◆ **EXERCISE DIRECTIONS**: Find the word "Deserialize" in the records below. List each line containing it.

──────── DATASET RECORDS ────────

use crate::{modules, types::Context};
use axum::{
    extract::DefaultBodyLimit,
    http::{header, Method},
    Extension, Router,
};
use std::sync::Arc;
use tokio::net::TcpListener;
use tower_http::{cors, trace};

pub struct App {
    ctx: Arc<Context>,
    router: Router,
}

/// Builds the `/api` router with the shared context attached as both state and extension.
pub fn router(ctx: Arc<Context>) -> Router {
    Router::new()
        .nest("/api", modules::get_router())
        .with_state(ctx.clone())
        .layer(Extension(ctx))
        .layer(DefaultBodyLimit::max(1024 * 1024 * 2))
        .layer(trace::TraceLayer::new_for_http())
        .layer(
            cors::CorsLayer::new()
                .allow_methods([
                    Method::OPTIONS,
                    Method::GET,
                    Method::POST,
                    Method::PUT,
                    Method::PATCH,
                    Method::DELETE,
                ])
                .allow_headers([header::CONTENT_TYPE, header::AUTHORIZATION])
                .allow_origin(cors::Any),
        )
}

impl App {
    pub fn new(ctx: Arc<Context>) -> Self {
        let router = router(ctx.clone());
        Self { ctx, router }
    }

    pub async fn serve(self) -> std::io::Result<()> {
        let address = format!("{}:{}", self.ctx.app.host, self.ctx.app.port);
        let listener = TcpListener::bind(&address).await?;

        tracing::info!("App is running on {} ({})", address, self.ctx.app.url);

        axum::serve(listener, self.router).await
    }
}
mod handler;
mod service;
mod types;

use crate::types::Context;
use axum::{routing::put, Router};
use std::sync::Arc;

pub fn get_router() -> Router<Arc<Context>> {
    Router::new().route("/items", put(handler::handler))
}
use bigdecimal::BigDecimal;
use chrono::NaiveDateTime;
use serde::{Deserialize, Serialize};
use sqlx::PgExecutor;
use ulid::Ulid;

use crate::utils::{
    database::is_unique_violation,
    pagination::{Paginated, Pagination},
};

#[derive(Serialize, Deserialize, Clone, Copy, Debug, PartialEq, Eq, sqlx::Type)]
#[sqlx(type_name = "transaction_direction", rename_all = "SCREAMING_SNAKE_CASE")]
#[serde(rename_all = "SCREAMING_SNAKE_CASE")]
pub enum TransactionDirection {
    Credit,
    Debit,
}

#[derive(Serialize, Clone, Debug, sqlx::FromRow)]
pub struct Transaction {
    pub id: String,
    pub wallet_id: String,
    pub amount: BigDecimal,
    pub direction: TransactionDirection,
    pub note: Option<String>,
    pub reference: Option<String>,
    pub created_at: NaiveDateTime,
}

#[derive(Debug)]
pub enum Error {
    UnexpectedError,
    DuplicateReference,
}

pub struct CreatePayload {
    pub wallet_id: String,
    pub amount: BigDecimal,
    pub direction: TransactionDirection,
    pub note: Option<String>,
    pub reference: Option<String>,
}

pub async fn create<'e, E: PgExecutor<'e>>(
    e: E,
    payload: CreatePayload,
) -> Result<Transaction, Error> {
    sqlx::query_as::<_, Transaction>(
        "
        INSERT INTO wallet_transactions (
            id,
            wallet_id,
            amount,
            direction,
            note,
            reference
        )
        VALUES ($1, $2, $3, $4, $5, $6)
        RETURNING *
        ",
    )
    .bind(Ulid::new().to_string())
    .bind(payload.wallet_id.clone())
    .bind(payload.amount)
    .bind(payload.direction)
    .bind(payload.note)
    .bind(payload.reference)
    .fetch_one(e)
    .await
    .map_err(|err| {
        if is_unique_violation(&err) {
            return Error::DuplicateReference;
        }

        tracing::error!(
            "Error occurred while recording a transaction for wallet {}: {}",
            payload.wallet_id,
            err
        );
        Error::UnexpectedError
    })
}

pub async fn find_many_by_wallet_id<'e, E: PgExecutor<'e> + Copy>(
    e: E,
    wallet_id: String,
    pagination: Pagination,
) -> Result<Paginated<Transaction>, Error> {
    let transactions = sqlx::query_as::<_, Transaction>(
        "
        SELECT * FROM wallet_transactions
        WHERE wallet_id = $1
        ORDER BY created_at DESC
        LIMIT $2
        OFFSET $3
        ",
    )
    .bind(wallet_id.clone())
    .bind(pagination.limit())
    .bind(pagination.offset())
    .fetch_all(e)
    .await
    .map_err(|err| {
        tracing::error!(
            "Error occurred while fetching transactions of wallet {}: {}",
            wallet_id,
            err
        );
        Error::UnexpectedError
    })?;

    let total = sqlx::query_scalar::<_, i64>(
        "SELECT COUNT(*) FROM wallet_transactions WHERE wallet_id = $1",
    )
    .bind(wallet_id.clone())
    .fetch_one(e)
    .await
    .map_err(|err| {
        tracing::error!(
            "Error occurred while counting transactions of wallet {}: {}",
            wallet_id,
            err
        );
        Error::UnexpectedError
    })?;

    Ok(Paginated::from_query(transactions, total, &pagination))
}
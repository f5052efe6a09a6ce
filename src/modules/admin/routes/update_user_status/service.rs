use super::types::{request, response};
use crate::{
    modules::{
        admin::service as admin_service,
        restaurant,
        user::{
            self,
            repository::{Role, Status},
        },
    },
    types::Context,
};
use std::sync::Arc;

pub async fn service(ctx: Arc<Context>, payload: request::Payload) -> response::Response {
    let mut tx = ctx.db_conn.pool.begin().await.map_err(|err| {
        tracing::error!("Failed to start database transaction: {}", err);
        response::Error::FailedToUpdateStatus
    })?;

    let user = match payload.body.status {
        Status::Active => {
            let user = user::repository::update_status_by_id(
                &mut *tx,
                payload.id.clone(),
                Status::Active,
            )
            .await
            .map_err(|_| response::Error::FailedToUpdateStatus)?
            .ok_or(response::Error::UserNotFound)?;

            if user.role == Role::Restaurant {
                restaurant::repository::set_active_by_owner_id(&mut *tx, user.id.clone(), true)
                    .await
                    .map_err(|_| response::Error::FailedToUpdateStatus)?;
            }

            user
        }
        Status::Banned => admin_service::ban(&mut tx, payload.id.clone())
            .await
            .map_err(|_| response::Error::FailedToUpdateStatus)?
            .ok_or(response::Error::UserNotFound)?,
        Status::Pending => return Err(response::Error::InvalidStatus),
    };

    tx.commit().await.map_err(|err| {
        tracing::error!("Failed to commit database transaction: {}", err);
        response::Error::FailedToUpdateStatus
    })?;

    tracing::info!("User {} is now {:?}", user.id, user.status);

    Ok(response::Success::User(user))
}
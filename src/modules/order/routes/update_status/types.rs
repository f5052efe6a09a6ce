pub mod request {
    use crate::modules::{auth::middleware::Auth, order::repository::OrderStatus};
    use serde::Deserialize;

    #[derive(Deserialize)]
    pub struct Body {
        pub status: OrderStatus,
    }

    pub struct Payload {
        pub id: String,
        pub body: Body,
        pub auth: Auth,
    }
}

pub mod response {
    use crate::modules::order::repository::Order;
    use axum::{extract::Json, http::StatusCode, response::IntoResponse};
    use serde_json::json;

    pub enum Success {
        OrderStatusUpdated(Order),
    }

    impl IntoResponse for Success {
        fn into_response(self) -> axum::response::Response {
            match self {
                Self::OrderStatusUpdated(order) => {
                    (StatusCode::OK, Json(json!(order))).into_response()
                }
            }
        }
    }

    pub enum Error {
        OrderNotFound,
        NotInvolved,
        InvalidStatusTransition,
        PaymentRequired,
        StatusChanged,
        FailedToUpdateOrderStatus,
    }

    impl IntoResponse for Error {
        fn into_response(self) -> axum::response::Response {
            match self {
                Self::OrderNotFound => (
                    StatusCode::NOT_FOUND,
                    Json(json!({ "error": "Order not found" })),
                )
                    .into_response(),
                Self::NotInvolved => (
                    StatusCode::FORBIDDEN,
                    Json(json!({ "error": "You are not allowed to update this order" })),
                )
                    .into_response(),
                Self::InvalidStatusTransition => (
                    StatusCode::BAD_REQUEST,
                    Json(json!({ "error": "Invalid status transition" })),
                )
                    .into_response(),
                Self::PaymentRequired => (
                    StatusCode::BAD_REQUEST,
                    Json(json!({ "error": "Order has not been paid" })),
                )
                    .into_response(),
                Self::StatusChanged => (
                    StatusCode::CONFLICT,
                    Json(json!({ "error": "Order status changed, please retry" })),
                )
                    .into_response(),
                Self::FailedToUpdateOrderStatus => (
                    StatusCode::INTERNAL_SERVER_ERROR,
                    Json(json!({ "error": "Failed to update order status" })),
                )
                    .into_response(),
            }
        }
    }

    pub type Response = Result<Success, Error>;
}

────────

◆ **ANSWER FOR THE TASK**:
use serde::{Deserialize, Serialize};
#[derive(Serialize, Deserialize, Clone, Copy, Debug, PartialEq, Eq, sqlx::Type)]
    use serde::Deserialize;
    #[derive(Deserialize)]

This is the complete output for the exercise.